Robert C. Elston, PhD

Program Director: Robert C. Elston, PhD
Professor, Epidemiology & Biostatistics
robert.elston@case.edu

Li Li, MD, PhD

Associate Director: Li Li, MD, PhD
Professor, Family Medicine
lxl62@case.edu


Components

Fellows will spend two to three years - with two or more mentors from different disciplines - preparing for careers as independent cancer researchers. In order to meet the different needs of fellows, we have devised a core specialized curriculum comprising the following five semester-long courses, that will serve to orient each fellow to the field of Computational Genetic Epidemiology of Cancer: Introduction to Cancer Biology; Molecular Genetics of Cancer; Epidemiology: Application of Theory and Methods; Statistical Methods in Human Genetics; and Introduction to Computational Biology/Bioinformatics. Fellows may waive courses based on their backgrounds.

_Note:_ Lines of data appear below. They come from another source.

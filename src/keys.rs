use std::path::{Component, Path, PathBuf};

/// Maps local paths under a sync root to object keys under a prefix and back
#[derive(Debug, Clone)]
pub struct KeyMapper {
    root: PathBuf,
    prefix: String,
}

impl KeyMapper {
    pub fn new(root: impl Into<PathBuf>, prefix: &str) -> Self {
        Self {
            root: root.into(),
            prefix: prefix.trim_matches('/').to_string(),
        }
    }

    /// Object key for a path relative to the sync root
    ///
    /// Separators are always `/`, whatever the platform uses locally.
    /// Returns `None` when a component is not valid UTF-8, since such a
    /// name has no key that maps back to it.
    pub fn key_for_relative(&self, relative: &Path) -> Option<String> {
        let mut parts = Vec::new();
        for component in relative.components() {
            if let Component::Normal(part) = component {
                parts.push(part.to_str()?);
            }
        }
        let rel = parts.join("/");

        if self.prefix.is_empty() {
            Some(rel)
        } else {
            Some(format!("{}/{}", self.prefix, rel))
        }
    }

    /// Path relative to the sync root for a key, if the key lives under the prefix
    ///
    /// Keys that merely share a string prefix (`photos-old/x` for prefix
    /// `photos`) or would escape the root yield `None`.
    pub fn relative_for(&self, key: &str) -> Option<PathBuf> {
        let rest = if self.prefix.is_empty() {
            key
        } else {
            key.strip_prefix(&self.prefix)?.strip_prefix('/')?
        };

        let mut rel = PathBuf::new();
        for part in rest.split('/').filter(|p| !p.is_empty()) {
            if part == "." || part == ".." {
                return None;
            }
            rel.push(part);
        }

        if rel.as_os_str().is_empty() {
            None
        } else {
            Some(rel)
        }
    }

    /// Local path a remote key corresponds to
    pub fn local_path_for(&self, key: &str) -> Option<PathBuf> {
        self.relative_for(key).map(|rel| self.root.join(rel))
    }
}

Because fellows will enter the program with varying education backgrounds, the program will offer additional didactic training in Computational Genomic Epidemiology of Cancer designed to enable them to broaden their knowledge in ways that are appropriate to their particular needs. In addition to the formal course offerings, numerous relevant research seminars will be available to the fellows. All fellows will be expected to submit an abstract for presentation at one or more national meetings; the expectation is that the fellow will be first author and bear primary responsibility for the associated manuscript preparation, with assistance and constructive criticism from mentors.

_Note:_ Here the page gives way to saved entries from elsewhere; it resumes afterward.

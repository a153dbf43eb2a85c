//! In-memory object store for exercising sync runs without a bucket.

use anyhow::{anyhow, bail};
use async_trait::async_trait;
use aws_sdk_s3::types::StorageClass;
use chrono::{DateTime, Utc};
use std::collections::{BTreeMap, HashSet};
use std::path::Path;
use std::sync::atomic::{AtomicUsize, Ordering};
use std::sync::Mutex;

use crate::remote::{ListPage, ObjectStore, ProgressFn, RemoteObject};

#[derive(Debug, Clone)]
pub struct StoredObject {
    pub last_modified: DateTime<Utc>,
    pub size: u64,
    pub storage_class: Option<StorageClass>,
}

pub struct MemoryStore {
    bucket: String,
    page_size: usize,
    progress_chunk: Option<u64>,
    objects: Mutex<BTreeMap<String, StoredObject>>,
    clock: Mutex<Option<DateTime<Utc>>>,
    failing_keys: Mutex<HashSet<String>>,
    failing_page: Mutex<Option<usize>>,
    list_calls: AtomicUsize,
    uploads: Mutex<Vec<String>>,
    deletes: Mutex<Vec<String>>,
}

impl MemoryStore {
    pub fn new(bucket: &str) -> Self {
        Self {
            bucket: bucket.to_string(),
            page_size: 1000,
            progress_chunk: None,
            objects: Mutex::new(BTreeMap::new()),
            clock: Mutex::new(None),
            failing_keys: Mutex::new(HashSet::new()),
            failing_page: Mutex::new(None),
            list_calls: AtomicUsize::new(0),
            uploads: Mutex::new(Vec::new()),
            deletes: Mutex::new(Vec::new()),
        }
    }

    pub fn with_page_size(mut self, page_size: usize) -> Self {
        self.page_size = page_size.max(1);
        self
    }

    /// Report upload progress in increments of at most `chunk` bytes
    pub fn with_progress_chunk(mut self, chunk: u64) -> Self {
        self.progress_chunk = Some(chunk.max(1));
        self
    }

    pub fn insert(&self, key: &str, last_modified: DateTime<Utc>) {
        self.objects.lock().unwrap().insert(
            key.to_string(),
            StoredObject {
                last_modified,
                size: 0,
                storage_class: None,
            },
        );
    }

    /// Pin the timestamp stamped on uploaded objects
    pub fn set_clock(&self, now: DateTime<Utc>) {
        *self.clock.lock().unwrap() = Some(now);
    }

    /// Make uploads and deletes of `key` fail
    pub fn fail_key(&self, key: &str) {
        self.failing_keys.lock().unwrap().insert(key.to_string());
    }

    /// Make the n-th (1-based) listing call fail
    pub fn fail_listing_on_page(&self, page: usize) {
        *self.failing_page.lock().unwrap() = Some(page);
    }

    pub fn get(&self, key: &str) -> Option<StoredObject> {
        self.objects.lock().unwrap().get(key).cloned()
    }

    pub fn keys(&self) -> Vec<String> {
        self.objects.lock().unwrap().keys().cloned().collect()
    }

    pub fn list_calls(&self) -> usize {
        self.list_calls.load(Ordering::SeqCst)
    }

    pub fn uploads(&self) -> Vec<String> {
        self.uploads.lock().unwrap().clone()
    }

    pub fn deletes(&self) -> Vec<String> {
        self.deletes.lock().unwrap().clone()
    }

    fn now(&self) -> DateTime<Utc> {
        self.clock.lock().unwrap().unwrap_or_else(Utc::now)
    }

    fn check_key(&self, key: &str) -> anyhow::Result<()> {
        if self.failing_keys.lock().unwrap().contains(key) {
            bail!("injected failure for {key}");
        }
        Ok(())
    }
}

#[async_trait]
impl ObjectStore for MemoryStore {
    async fn list_page(
        &self,
        bucket: &str,
        prefix: &str,
        token: Option<String>,
    ) -> anyhow::Result<ListPage> {
        let call = self.list_calls.fetch_add(1, Ordering::SeqCst) + 1;
        if *self.failing_page.lock().unwrap() == Some(call) {
            bail!("injected listing failure on page {call}");
        }
        if bucket != self.bucket {
            return Err(anyhow!("NoSuchBucket: {bucket}"));
        }

        let objects = self.objects.lock().unwrap();
        let mut matching = objects
            .iter()
            .filter(|(key, _)| key.starts_with(prefix))
            .filter(|(key, _)| token.as_ref().map_or(true, |t| key.as_str() > t.as_str()));

        let page: Vec<RemoteObject> = matching
            .by_ref()
            .take(self.page_size)
            .map(|(key, obj)| RemoteObject {
                bucket: bucket.to_string(),
                key: key.clone(),
                last_modified: obj.last_modified,
            })
            .collect();
        let is_truncated = matching.next().is_some();

        Ok(ListPage {
            next_token: if is_truncated {
                page.last().map(|o| o.key.clone())
            } else {
                None
            },
            objects: page,
            is_truncated,
        })
    }

    async fn upload(
        &self,
        _bucket: &str,
        key: &str,
        local_path: &Path,
        storage_class: &StorageClass,
        progress: ProgressFn<'_>,
    ) -> anyhow::Result<()> {
        self.check_key(key)?;
        let size = tokio::fs::metadata(local_path).await?.len();
        match self.progress_chunk {
            Some(chunk) => {
                let mut remaining = size;
                while remaining > 0 {
                    let step = remaining.min(chunk);
                    progress(step);
                    remaining -= step;
                }
            }
            None => progress(size),
        }

        let stored = StoredObject {
            last_modified: self.now(),
            size,
            storage_class: Some(storage_class.clone()),
        };
        self.objects.lock().unwrap().insert(key.to_string(), stored);
        self.uploads.lock().unwrap().push(key.to_string());
        Ok(())
    }

    async fn delete(&self, _bucket: &str, key: &str) -> anyhow::Result<()> {
        self.check_key(key)?;
        self.objects.lock().unwrap().remove(key);
        self.deletes.lock().unwrap().push(key.to_string());
        Ok(())
    }
}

Fellows will obtain research experience to prepare them as independent scientists working at the forefront of Computational Genomic Epidemiology of Cancer as part of multidisciplinary teams. For each fellow, we will develop an individualized program that will give him or her training across the range of traditional disciplines that comprise Computational Genomic Epidemiology of Cancer. This research experience will be simultaneously coordinated with the didactic training described above. We anticipate that fellows with differing backgrounds and interests will take part in different research experiences. For example, fellows with a molecular genetic PhD or an MD may undertake wet-lab experiments as part of their research, while fellows with a mathematics or statistics PhD may undertake mathematical modeling as part of their research. However, in all cases fellows will also be required to develop expertise in the computational aspects of their projects.